Although facial biometrics is in widespread use in airports, railway stations, and other transport hubs across the UK, the system generally only works in real time when the person is either facing the camera or at a slight angle.

Where someone's facial image is captured side-on or at an acute angle, the facial data can be extrapolated and compared with a database, but the process takes time.

Now biometrics specialist OmniPerception - whose technology is widely used by police and border control agency staff - claims to have developed software that can handle side-on facial recognition in real-time.

The company's CheckPoint.S system is claimed to be unique in the biometrics industry as it can capture an image and recognise a suspect as they walk past the camera.

The suspect does not, says the firm, have to directly look at the camera because the technology is so advanced that it is capable of extracting the facial features from the image and compares these against images already stored in an existing database.

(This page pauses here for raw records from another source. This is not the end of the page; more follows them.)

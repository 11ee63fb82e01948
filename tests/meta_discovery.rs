//! Integration tests for metadata discovery
//!
//! [`MetaReader`] infers available metrics, tag keys and tag values by
//! sampling recent rows of each metric entity. These tests script the
//! per-entity responses and check the merge semantics: first-entity-wins for
//! single-metric lookups, intersection across a metric scope, union without
//! one, and sentinel filtering for tag values.

use std::collections::HashMap;
use std::sync::Arc;

use async_trait::async_trait;
use parking_lot::Mutex;

use kuba_metrics::backend::{tag_column, Datum, Row};
use kuba_metrics::meta::MetaReader;
use kuba_metrics::{
    BackendQuery, EntityKey, MemoryIndexer, MetricType, MetricsBackend, Project, QueryError,
    Result,
};

/// Backend replaying canned rows per entity and recording cache hints
#[derive(Default)]
struct ScriptedBackend {
    responses: Mutex<HashMap<EntityKey, Vec<Row>>>,
    cache_hints: Mutex<Vec<bool>>,
}

impl ScriptedBackend {
    fn stage(&self, entity: EntityKey, rows: Vec<Row>) {
        self.responses.lock().insert(entity, rows);
    }
}

#[async_trait]
impl MetricsBackend for ScriptedBackend {
    async fn submit(&self, query: &BackendQuery, _referrer: &str, use_cache: bool) -> Result<Vec<Row>> {
        self.cache_hints.lock().push(use_cache);
        Ok(self
            .responses
            .lock()
            .get(&query.entity)
            .cloned()
            .unwrap_or_default())
    }
}

fn row(columns: Vec<(String, Datum)>) -> Row {
    columns.into_iter().collect()
}

fn projects() -> Vec<Project> {
    vec![Project { id: 1, org_id: 1 }]
}

#[tokio::test]
async fn test_get_metrics_covers_all_entities() {
    let indexer = Arc::new(MemoryIndexer::new());
    let session = indexer.intern("session");
    let user = indexer.intern("user");

    let backend = ScriptedBackend::default();
    backend.stage(
        EntityKey::MetricsCounters,
        vec![row(vec![("metric_id".to_string(), Datum::Int(session))])],
    );
    backend.stage(
        EntityKey::MetricsSets,
        vec![row(vec![("metric_id".to_string(), Datum::Int(user))])],
    );

    let projects = projects();
    let reader = MetaReader::new(&projects, &backend, indexer.as_ref()).unwrap();
    let metrics = reader.get_metrics().await.unwrap();

    assert_eq!(metrics.len(), 2);
    assert_eq!(metrics[0].name, "session");
    assert_eq!(metrics[0].metric_type, MetricType::Counter);
    assert_eq!(metrics[1].name, "user");
    assert_eq!(metrics[1].metric_type, MetricType::Set);
    // Discovery queries are cacheable
    assert!(backend.cache_hints.lock().iter().all(|hint| *hint));
}

#[tokio::test]
async fn test_get_single_metric_first_entity_wins() {
    let indexer = Arc::new(MemoryIndexer::new());
    let session = indexer.intern("session");
    let environment = indexer.intern("environment");
    let release = indexer.intern("release");

    let backend = ScriptedBackend::default();
    backend.stage(
        EntityKey::MetricsCounters,
        vec![row(vec![
            ("metric_id".to_string(), Datum::Int(session)),
            (
                "tags.key".to_string(),
                Datum::IntArray(vec![release, environment]),
            ),
        ])],
    );

    let projects = projects();
    let reader = MetaReader::new(&projects, &backend, indexer.as_ref()).unwrap();
    let meta = reader.get_single_metric("session").await.unwrap();

    assert_eq!(meta.name, "session");
    assert_eq!(meta.metric_type, MetricType::Counter);
    let keys: Vec<&str> = meta.tags.iter().map(|t| t.key.as_str()).collect();
    assert_eq!(keys, vec!["environment", "release"]);
}

#[tokio::test]
async fn test_get_single_metric_absent_everywhere() {
    let indexer = Arc::new(MemoryIndexer::new());
    indexer.intern("session");

    let backend = ScriptedBackend::default();
    let projects = projects();
    let reader = MetaReader::new(&projects, &backend, indexer.as_ref()).unwrap();

    let err = reader.get_single_metric("session").await.unwrap_err();
    assert!(matches!(err, QueryError::InvalidParams(_)));
}

#[tokio::test]
async fn test_get_tags_intersects_scoped_metrics() {
    let indexer = Arc::new(MemoryIndexer::new());
    let session = indexer.intern("session");
    let user = indexer.intern("user");
    let environment = indexer.intern("environment");
    let release = indexer.intern("release");
    let status = indexer.intern("session.status");

    let backend = ScriptedBackend::default();
    backend.stage(
        EntityKey::MetricsCounters,
        vec![row(vec![
            ("metric_id".to_string(), Datum::Int(session)),
            (
                "tags.key".to_string(),
                Datum::IntArray(vec![environment, release, status]),
            ),
        ])],
    );
    backend.stage(
        EntityKey::MetricsSets,
        vec![row(vec![
            ("metric_id".to_string(), Datum::Int(user)),
            (
                "tags.key".to_string(),
                Datum::IntArray(vec![environment, status]),
            ),
        ])],
    );

    let projects = projects();
    let reader = MetaReader::new(&projects, &backend, indexer.as_ref()).unwrap();

    let scoped = reader
        .get_tags(Some(&["session", "user"]))
        .await
        .unwrap();
    let keys: Vec<&str> = scoped.iter().map(|t| t.key.as_str()).collect();
    assert_eq!(keys, vec!["environment", "session.status"]);

    let all = reader.get_tags(None).await.unwrap();
    let keys: Vec<&str> = all.iter().map(|t| t.key.as_str()).collect();
    assert_eq!(keys, vec!["environment", "release", "session.status"]);
}

#[tokio::test]
async fn test_get_tags_unindexed_scope_short_circuits() {
    let indexer = Arc::new(MemoryIndexer::new());
    indexer.intern("session");

    let backend = ScriptedBackend::default();
    let projects = projects();
    let reader = MetaReader::new(&projects, &backend, indexer.as_ref()).unwrap();

    // "never-indexed" cannot have any tags, so no query is even issued
    let tags = reader
        .get_tags(Some(&["session", "never-indexed"]))
        .await
        .unwrap();
    assert!(tags.is_empty());
    assert!(backend.cache_hints.lock().is_empty());
}

#[tokio::test]
async fn test_get_tag_values_filters_sentinel_codes() {
    let indexer = Arc::new(MemoryIndexer::new());
    let session = indexer.intern("session");
    let environment = indexer.intern("environment");
    let production = indexer.intern("production");

    let backend = ScriptedBackend::default();
    backend.stage(
        EntityKey::MetricsCounters,
        vec![
            row(vec![
                ("metric_id".to_string(), Datum::Int(session)),
                (tag_column(environment), Datum::Int(production)),
            ]),
            // Rows without the tag surface the zero sentinel
            row(vec![
                ("metric_id".to_string(), Datum::Int(session)),
                (tag_column(environment), Datum::Int(0)),
            ]),
        ],
    );

    let projects = projects();
    let reader = MetaReader::new(&projects, &backend, indexer.as_ref()).unwrap();
    let values = reader.get_tag_values("environment", None).await.unwrap();

    assert_eq!(values.len(), 1);
    assert_eq!(values[0].key, "environment");
    assert_eq!(values[0].value, "production");
}

#[tokio::test]
async fn test_unknown_tag_name_is_rejected() {
    let indexer = Arc::new(MemoryIndexer::new());
    let backend = ScriptedBackend::default();
    let projects = projects();
    let reader = MetaReader::new(&projects, &backend, indexer.as_ref()).unwrap();

    let err = reader.get_tag_values("no-such-tag", None).await.unwrap_err();
    assert!(matches!(err, QueryError::InvalidParams(_)));
}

As well as accurately identifying possible criminals, the technology can also be used to confirm the identity of VIPs looking to enter premises such as hotels and casinos.

Stewart Hefferman, OmniPerception's CEO, says that the technology could prove an effective tool in the fight against crime, terrorism and identity theft.

"One of the principle challenges for police and law enforcement agencies is to prove the identity of a wanted individual. CheckPoint.S uses the unique biometric features of a persons facial features to provide real-time facial identification", he said.

"We are really excited at the potential that exists to use CheckPoint.S as a valuable resource to combat crime, terrorism and identify theft and enhance the safety and security of our public spaces", he added.